The lure of going to work in the US’ information technology (IT) sector is often blamed for causing a brain-drain in India but new research shows it helped power the country’s own IT boom, too.
As computer science-related occupations began to grow in the US in the nineties, the proportion of foreigners in the field grew from 9% in 1994 to 24% in 2012. That spurt was almost entirely driven by Indians drawn by the promise of higher wages for the same work. By 2014, 86% of computer science H-1B visas, used by US tech firms to bring in skilled labour from abroad, had been acquired by Indians, who became a useful pool of English-speaking and highly-skilled labour in an era of technological innovations and increasing software demand.
However, a paper published last month by researchers from the University of Michigan and the Center for Global Development, a Washington DC-based think tank, shows that as more Indian students enrolled in computer science programmes with the hope of working abroad, the cap on H-1B visas meant that many had to stay at home, helping India grow a skilled workforce of its own and boosting its IT sector. Moreover, Indians whose visas had expired after the six-year term often returned to the country, bringing back technological know-how and connections with them. As a result, the researchers say, the presumed brain-drain eventually alchemised into a brain-gain, with India overtaking the US when it came to software exports by 2005. The study used economic models that factored in college choices, wages, visa figures, and IT productivity, based on data from the start of the IT boom in 1994 to 2010.

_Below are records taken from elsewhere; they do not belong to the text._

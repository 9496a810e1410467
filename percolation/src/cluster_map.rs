use std::{
    collections::{BTreeMap, BTreeSet},
    fmt::Display,
};

use crate::grid::Grid;

////////////////////////////////////////////////////////////////////////////////

/// Read-only summary of one trial.
#[derive(Clone, Copy, Debug, Default, PartialEq, Eq)]
pub struct TrialResult {
    pub percolates: bool,
    pub largest_cluster_size: usize,
    /// Zero when the lattice does not percolate.
    pub percolating_cluster_size: usize,
}

////////////////////////////////////////////////////////////////////////////////

/// Root cluster label of every site, 0 for closed sites.
#[derive(Clone, Debug, PartialEq, Eq)]
pub struct ClusterMap {
    labels: Grid<usize>,
}

impl ClusterMap {
    pub(crate) fn new(labels: Grid<usize>) -> Self {
        Self { labels }
    }

    pub fn size(&self) -> usize {
        self.labels.size()
    }

    pub fn label(&self, row: usize, col: usize) -> usize {
        *self.labels.get(row, col)
    }

    pub fn labels(&self) -> &Grid<usize> {
        &self.labels
    }

    /// Distinct nonzero labels.
    pub fn roots(&self) -> BTreeSet<usize> {
        self.labels.iter().copied().filter(|&l| l != 0).collect()
    }

    pub fn cluster_count(&self) -> usize {
        self.roots().len()
    }

    /// Number of sites per cluster label.
    pub fn cluster_sizes(&self) -> BTreeMap<usize, usize> {
        let mut sizes = BTreeMap::new();
        for &label in self.labels.iter().filter(|&&l| l != 0) {
            *sizes.entry(label).or_insert(0) += 1;
        }
        sizes
    }

    pub fn cluster_size(&self, label: usize) -> usize {
        if label == 0 {
            return 0;
        }
        self.labels.iter().filter(|&&l| l == label).count()
    }

    pub fn largest_cluster_size(&self) -> usize {
        self.cluster_sizes().values().copied().max().unwrap_or(0)
    }

    fn row_roots(&self, row: usize) -> BTreeSet<usize> {
        self.labels
            .row(row)
            .iter()
            .copied()
            .filter(|&l| l != 0)
            .collect()
    }

    /// Labels present in both the top and the bottom row.
    pub fn spanning_labels(&self) -> BTreeSet<usize> {
        if self.labels.is_empty() {
            return BTreeSet::new();
        }
        let top = self.row_roots(0);
        let bottom = self.row_roots(self.size() - 1);
        top.intersection(&bottom).copied().collect()
    }

    pub fn percolates(&self) -> bool {
        !self.spanning_labels().is_empty()
    }

    /// The spanning cluster as `(label, size)`.
    ///
    /// When several clusters span, the biggest one wins and equal sizes go to
    /// the smallest label.
    pub fn percolating_cluster(&self) -> Option<(usize, usize)> {
        let spanning = self.spanning_labels();
        if spanning.is_empty() {
            return None;
        }
        biggest_of(&spanning, &self.cluster_sizes())
    }

    pub fn percolating_cluster_size(&self) -> usize {
        self.percolating_cluster().map_or(0, |(_, size)| size)
    }

    /// All per-trial measurements from a single count of the cluster sizes.
    pub fn summary(&self) -> TrialResult {
        let spanning = self.spanning_labels();
        let sizes = self.cluster_sizes();
        TrialResult {
            percolates: !spanning.is_empty(),
            largest_cluster_size: sizes.values().copied().max().unwrap_or(0),
            percolating_cluster_size: biggest_of(&spanning, &sizes).map_or(0, |(_, size)| size),
        }
    }
}

fn biggest_of(
    labels: &BTreeSet<usize>,
    sizes: &BTreeMap<usize, usize>,
) -> Option<(usize, usize)> {
    labels
        .iter()
        .map(|&label| (label, sizes.get(&label).copied().unwrap_or(0)))
        .fold(None, |best, (label, size)| match best {
            Some((_, best_size)) if best_size >= size => best,
            _ => Some((label, size)),
        })
}

impl Display for ClusterMap {
    fn fmt(&self, f: &mut std::fmt::Formatter<'_>) -> std::fmt::Result {
        let width = self
            .labels
            .iter()
            .max()
            .map_or(1, |max| max.to_string().len());
        for row in self.labels.rows() {
            let line = row
                .iter()
                .map(|l| format!("{l:>width$}"))
                .collect::<Vec<_>>()
                .join(" ");
            writeln!(f, "{line}")?;
        }
        Ok(())
    }
}
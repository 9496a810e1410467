#![forbid(unsafe_code)]

use clap::Parser;
use percolation::{
    linspace, Estimator, EstimatorConfig, Execution, SweepResult, SQUARE_SITE_THRESHOLD,
};
use tracing::{info, warn};
use tracing_subscriber::EnvFilter;

////////////////////////////////////////////////////////////////////////////////

/// Estimates the site percolation threshold of the square lattice.
#[derive(Parser, Debug)]
#[command(version)]
struct Args {
    /// Lattice sizes, comma separated.
    #[arg(long, value_delimiter = ',', default_values_t = [32, 64, 128, 256])]
    sizes: Vec<usize>,

    /// First sampled site probability.
    #[arg(long, default_value_t = 0.55)]
    p_start: f64,

    /// Last sampled site probability.
    #[arg(long, default_value_t = 0.65)]
    p_stop: f64,

    /// Number of evenly spaced probabilities, endpoints included.
    #[arg(long, default_value_t = 11)]
    p_count: usize,

    /// Trials per (size, probability) pair.
    #[arg(long, default_value_t = EstimatorConfig::DEFAULT_NUM_SIMULATIONS)]
    trials: usize,

    #[arg(long, default_value_t = EstimatorConfig::DEFAULT_SEED)]
    seed: u64,

    /// Run trials on the current thread only.
    #[arg(long)]
    sequential: bool,
}

impl Args {
    fn config(&self) -> EstimatorConfig {
        EstimatorConfig {
            num_simulations: self.trials,
            seed: self.seed,
            execution: if self.sequential {
                Execution::Sequential
            } else {
                Execution::Parallel
            },
        }
    }

    fn p_values(&self) -> Vec<f64> {
        linspace(self.p_start, self.p_stop, self.p_count)
    }
}

////////////////////////////////////////////////////////////////////////////////

fn log_results(result: &SweepResult) {
    for sweep in &result.sizes {
        info!(size = sweep.size, p_c = sweep.critical_probability, "critical probability");
        for ((p, prob), stats) in sweep.curve.points().zip(&sweep.cluster_sizes) {
            info!(
                "L={:<4} p={:.4} P={:.3} s={:.6}±{:.6} ({} spanning) s_all={:.6}",
                sweep.size,
                p,
                prob,
                stats.conditional.mean,
                stats.conditional.std,
                stats.percolating_trials,
                stats.unconditional.mean,
            );
        }
    }

    match &result.fit {
        Some(fit) => {
            let limit = fit.critical_probability_limit();
            let rel_err = (limit - SQUARE_SITE_THRESHOLD).abs() / SQUARE_SITE_THRESHOLD;
            info!(
                p_c_inf = limit,
                slope = fit.line.slope,
                "extrapolated threshold, {:.4}% off {SQUARE_SITE_THRESHOLD}",
                rel_err * 100.0
            );
        }
        None => warn!("need two distinct sizes to extrapolate"),
    }
    info!("done in {:.2}s", result.elapsed.as_secs_f64());
}

fn main() -> Result<(), Box<dyn std::error::Error>> {
    tracing_subscriber::fmt()
        .with_env_filter(
            EnvFilter::try_from_default_env().unwrap_or_else(|_| EnvFilter::new("info")),
        )
        .init();

    let args = Args::parse();
    let p_values = args.p_values();
    info!(
        "sweeping sizes {:?} over {} probabilities in [{}, {}], {} trials each",
        args.sizes,
        p_values.len(),
        args.p_start,
        args.p_stop,
        args.trials
    );

    let estimator = Estimator::new(args.config())?;
    let result = estimator.sweep(&args.sizes, &p_values)?;
    log_results(&result);

    Ok(())
}

////////////////////////////////////////////////////////////////////////////////
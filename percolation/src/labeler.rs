use crate::{
    cluster_map::ClusterMap,
    error::{Error, Result},
    grid::Grid,
    lattice::Lattice,
    union_find::LabelForest,
};

////////////////////////////////////////////////////////////////////////////////

/// Two-pass cluster labeling (Hoshen-Kopelman).
///
/// The first pass walks the lattice in raster order and gives each open site a
/// provisional label taken from its upper or left neighbour, recording in a
/// [`LabelForest`] that two labels meet whenever both neighbours are open. The
/// second pass replaces every provisional label with the smallest label of its
/// class.
///
/// Buffers are kept between runs, so one labeler can be reused for many
/// lattices of the same size.
pub struct ClusterLabeler {
    labels: Grid<usize>,
    forest: LabelForest,
}

impl ClusterLabeler {
    pub fn new(size: usize) -> Self {
        Self {
            labels: Grid::filled(size, 0),
            // checkerboard is the worst case
            forest: LabelForest::with_capacity((size * size + 1) / 2),
        }
    }

    pub fn size(&self) -> usize {
        self.labels.size()
    }

    /// Labels `lattice` and returns its cluster map.
    pub fn label(&mut self, lattice: &Lattice) -> Result<ClusterMap> {
        self.scan(lattice)?;
        Ok(self.resolve())
    }

    /// First pass only. Leaves provisional labels in [`Self::raw_labels`].
    pub fn scan(&mut self, lattice: &Lattice) -> Result<()> {
        if lattice.size() != self.size() {
            return Err(Error::DimensionMismatch {
                expected: self.size(),
                got: lattice.size(),
            });
        }
        self.scan_unchecked(lattice);
        Ok(())
    }

    /// Both passes. `lattice` must have the labeler's size.
    pub(crate) fn label_unchecked(&mut self, lattice: &Lattice) -> ClusterMap {
        self.scan_unchecked(lattice);
        self.resolve()
    }

    fn scan_unchecked(&mut self, lattice: &Lattice) {
        self.forest.reset();
        self.labels.fill(0);

        let size = lattice.size();
        for row in 0..size {
            for col in 0..size {
                if !lattice.is_open(row, col) {
                    continue;
                }

                let above = if row > 0 { *self.labels.get(row - 1, col) } else { 0 };
                let left = if col > 0 { *self.labels.get(row, col - 1) } else { 0 };

                let label = match (above, left) {
                    (0, 0) => self.forest.make_label(),
                    (label, 0) | (0, label) => label,
                    (above, left) => {
                        self.forest.union(above, left);
                        above.min(left)
                    }
                };
                self.labels.set(row, col, label);
            }
        }
    }

    /// Second pass: rewrites every label with its root and returns the map.
    ///
    /// Roots are fixed points of the forest, so resolving twice gives the same
    /// map.
    pub fn resolve(&mut self) -> ClusterMap {
        for label in self.labels.iter_mut().filter(|label| **label != 0) {
            *label = self.forest.root(*label);
        }
        ClusterMap::new(self.labels.clone())
    }

    pub fn raw_labels(&self) -> &Grid<usize> {
        &self.labels
    }

    /// Number of provisional labels handed out by the last scan.
    pub fn provisional_label_count(&self) -> usize {
        self.forest.len()
    }

    /// Root of a provisional label from the last scan.
    pub fn root(&mut self, label: usize) -> usize {
        self.forest.root(label)
    }
}

////////////////////////////////////////////////////////////////////////////////

/// Labels a single lattice.
pub fn label_clusters(lattice: &Lattice) -> ClusterMap {
    ClusterLabeler::new(lattice.size()).label_unchecked(lattice)
}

“Because of the software boom in the US, coupled with its immigration policy, it became an incentive for Indians to acquire the computer science skills valued in the US,” said Gaurav Khanna, an economist at the Center for Global Development who wrote the paper with Nicolas Morales. “If US immigration had been restricted in the 1990s, it would not have allowed the Indian IT sector to develop.”
In India, degrees conferred in science and engineering rose from about 176,000 in 1990 to 455,000 in 2000. Meanwhile, the cap on H-1B visas went from 65,000 at first to 115,000 in 1999; it then rose to 195,000 in 2000 to 2003 before going back to 65,000 from 2004.
“We find that US immigration policy, coupled with the US tech boom, helped develop the Indian IT sector,” the authors write. “This transformation in India boosted IT exports and raised average incomes. The prospect of migrating to the US was a considerable driver of this phenomenon and led to a ‘brain-gain’ that outweighed the negative impacts of ‘brain-drain’.”
Now, as president Donald Trump’s anti-immigrant stance threatens the H-1B visa programme, the IT industry is in for the next stage of transformation. Though the researchers found that the entry of skilled foreign workers in the US reduced the native-born computer science workforce by 9% in 2010, and that the wider pool of computer scientists in India dented wages, they concluded that the way the IT industry developed was ultimately good for both countries.
“Overall, however, world IT output is larger by 0.45% and the combined income of both countries is higher by 0.35% (or about US$17.6 billion) because of the H-1B programme,” write the authors. “We find that the average worker in both the US and India is better off with immigration.”